Nature of polymeric condensates during furfural rearrangement to cyclopentanone and cyclopentanol over Cu-based catalysts

Catalyst deactivation and carbon loss are frequently encountered problems in furfural conversion in the aqueous phase. Although several mechanisms were proposed, an in-depth experimental study on the spent catalysts and condensates formed on catalyst surfaces is essential for the development of catalysts with high resistance to condensation. A series of Cu catalysts with various alkali or alkaline earth metal additives was synthesized and tested for furfural conversion to cyclopentanone and cyclopentanol. The addition of alkali or alkaline earth metals significantly inhibited the condensate formation, likely due to the stabilization effect of the important carbocation intermediate. Characterization techniques including FT-IR, XRD, thermogravimetric analysis, and pyrolysis GC-MS were used to analyze the spent catalysts. The results revealed that the condensates formed on the catalyst surface were highly conjugated polymers resulting from the polymerization of furfuryl alcohol.
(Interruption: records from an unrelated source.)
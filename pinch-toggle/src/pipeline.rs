//! Frame pipeline driver.
//!
//! The source is read on its own thread and frames are handed over a
//! one-slot channel; everything else (gesture core, effector, stop checks)
//! runs on the calling thread.  Stops on end of stream, a frame the source
//! cannot deliver, SIGINT or SIGTERM, or the optional exit timer, even while
//! the source is stalled.

use std::io;
use std::sync::atomic::{AtomicBool, Ordering};
use std::sync::mpsc::{self, Receiver, RecvTimeoutError};
use std::thread;
use std::time::{Duration, Instant};

use tracing::{debug, info, warn};

use crate::effector::ActionEffector;
use crate::source::{Frame, FrameError, LandmarkSource};
use crate::state::ToggleState;

/// Global flag set by SIGTERM/SIGINT handlers.
static SHUTDOWN_REQUESTED: AtomicBool = AtomicBool::new(false);

/// Longest the loop waits on the source before re-checking the stop conditions.
const POLL_INTERVAL: Duration = Duration::from_millis(100);

/// Loop configuration.
#[derive(Debug, Clone)]
pub struct PipelineConfig {
    /// Stop after this long (testing / unattended runs).
    pub exit_after: Option<Duration>,
    /// How often to log the status line.
    pub status_interval: Duration,
}

impl Default for PipelineConfig {
    fn default() -> Self {
        Self {
            exit_after: None,
            status_interval: Duration::from_secs(60),
        }
    }
}

/// Why the loop stopped.
#[derive(Debug, Clone, Copy, PartialEq, Eq)]
pub enum StopReason {
    EndOfStream,
    FrameUnavailable,
    Signal,
    ExitTimer,
}

impl StopReason {
    pub fn as_str(&self) -> &'static str {
        match self {
            Self::EndOfStream => "end of stream",
            Self::FrameUnavailable => "frame unavailable",
            Self::Signal => "quit signal",
            Self::ExitTimer => "exit timer",
        }
    }
}

/// Install signal handlers for graceful shutdown (SIGTERM, SIGINT).
///
/// The first signal asks the loop to stop; the handler then restores the
/// default action so a second one terminates the process outright.
pub fn install_signal_handlers() {
    unsafe {
        libc::signal(libc::SIGTERM, signal_handler as libc::sighandler_t);
        libc::signal(libc::SIGINT, signal_handler as libc::sighandler_t);
    }
}

extern "C" fn signal_handler(sig: libc::c_int) {
    SHUTDOWN_REQUESTED.store(true, Ordering::SeqCst);
    unsafe {
        libc::signal(sig, libc::SIG_DFL);
    }
}

// ── Time axis ──────────────────────────────────────────────

/// Puts every frame on one time axis, chosen by the first frame.
///
/// A stream that starts stamped stays on source time: a later unstamped
/// frame is placed at the last stamp plus the wall time since it arrived.
/// A stream that starts unstamped stays on the loop clock and ignores any
/// stamps that show up later.
#[derive(Debug, Clone, Copy, PartialEq)]
enum FrameClock {
    Unlatched,
    Source { last: f64, seen_at: Instant },
    Loop,
}

impl FrameClock {
    fn now(&mut self, timestamp: Option<f64>, start: Instant) -> f64 {
        match (*self, timestamp) {
            (Self::Unlatched | Self::Source { .. }, Some(ts)) => {
                *self = Self::Source {
                    last: ts,
                    seen_at: Instant::now(),
                };
                ts
            }
            (Self::Source { last, seen_at }, None) => last + seen_at.elapsed().as_secs_f64(),
            (Self::Unlatched, None) => {
                *self = Self::Loop;
                start.elapsed().as_secs_f64()
            }
            (Self::Loop, stamped) => {
                if stamped.is_some() {
                    debug!("Ignoring frame timestamp; stream started on the loop clock");
                }
                start.elapsed().as_secs_f64()
            }
        }
    }
}

// ── Loop ───────────────────────────────────────────────────

type FrameResult = Result<Option<Frame>, FrameError>;

/// Move the source onto a reader thread.
///
/// The thread ends after delivering end of stream or an error, or once the
/// loop has hung up.  The source is dropped there (a detector child is
/// killed on drop).
fn spawn_reader(mut source: Box<dyn LandmarkSource>) -> io::Result<Receiver<FrameResult>> {
    let (tx, rx) = mpsc::sync_channel(1);
    thread::Builder::new()
        .name(format!("{}-reader", source.name()))
        .spawn(move || loop {
            let result = source.next_frame();
            let last = !matches!(result, Ok(Some(_)));
            if tx.send(result).is_err() || last {
                break;
            }
        })?;
    Ok(rx)
}

fn millis(d: Duration) -> f64 {
    d.as_secs_f64() * 1000.0
}

/// Run the pipeline until it stops.
///
/// Frame timestamps are placed on one time axis (see `FrameClock`).  A read
/// failure ends the loop; it is not an error for the caller.
pub fn run(
    state: &mut ToggleState,
    source: Box<dyn LandmarkSource>,
    effector: &mut dyn ActionEffector,
    config: &PipelineConfig,
) -> StopReason {
    run_until(state, source, effector, config, &SHUTDOWN_REQUESTED)
}

fn run_until(
    state: &mut ToggleState,
    source: Box<dyn LandmarkSource>,
    effector: &mut dyn ActionEffector,
    config: &PipelineConfig,
    shutdown: &AtomicBool,
) -> StopReason {
    let start_time = Instant::now();
    let mut last_status_log = Instant::now();
    let mut clock = FrameClock::Unlatched;
    let source_name = source.name();

    info!(
        "Pipeline started: source {}, effector {}, thresholds index <= {} middle >= {}, cooldown {}s ({} rearm)",
        source_name,
        effector.name(),
        state.debouncer.config().index_threshold,
        state.debouncer.config().middle_threshold,
        state.debouncer.config().cooldown_secs,
        state.debouncer.config().rearm.as_str(),
    );

    let frames = match spawn_reader(source) {
        Ok(frames) => frames,
        Err(e) => {
            warn!("Could not start reader for {}: {}", source_name, e);
            state.running = false;
            return StopReason::FrameUnavailable;
        }
    };

    let mut acquire_start = Instant::now();
    let reason = loop {
        if !state.running {
            break StopReason::Signal;
        }

        // Check global shutdown flag (set by signal handler)
        if shutdown.load(Ordering::SeqCst) {
            info!("Shutdown signal received, exiting");
            break StopReason::Signal;
        }

        if let Some(dur) = config.exit_after {
            if start_time.elapsed() >= dur {
                info!("Exit timer fired after {:.1}s", dur.as_secs_f64());
                break StopReason::ExitTimer;
            }
        }

        if last_status_log.elapsed() >= config.status_interval {
            info!("Status: {}; {}", state.stats, state.timing.stats());
            last_status_log = Instant::now();
        }

        let frame = match frames.recv_timeout(POLL_INTERVAL) {
            Ok(Ok(Some(frame))) => frame,
            Ok(Ok(None)) => {
                info!("Landmark source {} reached end of stream", source_name);
                break StopReason::EndOfStream;
            }
            Ok(Err(e)) => {
                warn!("Landmark source {} failed: {}", source_name, e);
                break StopReason::FrameUnavailable;
            }
            Err(RecvTimeoutError::Timeout) => continue,
            Err(RecvTimeoutError::Disconnected) => {
                warn!("Landmark source {} reader stopped unexpectedly", source_name);
                break StopReason::FrameUnavailable;
            }
        };
        let acquire = acquire_start.elapsed();

        // A frame that raced the signal is dropped, not acted on.
        if shutdown.load(Ordering::SeqCst) {
            info!("Shutdown signal received, exiting");
            break StopReason::Signal;
        }

        let process_start = Instant::now();
        let now = clock.now(frame.timestamp, start_time);
        state.process_frame(&frame, now, effector);
        state.timing.record_frame(millis(acquire), millis(process_start.elapsed()));
        acquire_start = Instant::now();
    };

    state.running = false;
    info!(
        "Pipeline stopped ({}): {}; {}; {} effector failure(s)",
        reason.as_str(),
        state.stats,
        state.timing.stats(),
        effector.failures(),
    );
    reason
}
The conclusions of this research are applicable to other furfural hydroconversions in the aqueous phase in acidic or neutral environments.

Automated summary

The study focuses on catalyst deactivation and carbon loss in furfural conversion in the aqueous phase. By synthesizing Cu catalysts with alkali or alkaline earth metal additives, it was found that these additives inhibited condensate formation significantly, likely due to the stabilization effect of important carbocation intermediates. Characterization techniques revealed that the condensates on catalyst surfaces were highly conjugated polymers resulting from the polymerization of furfuryl alcohol.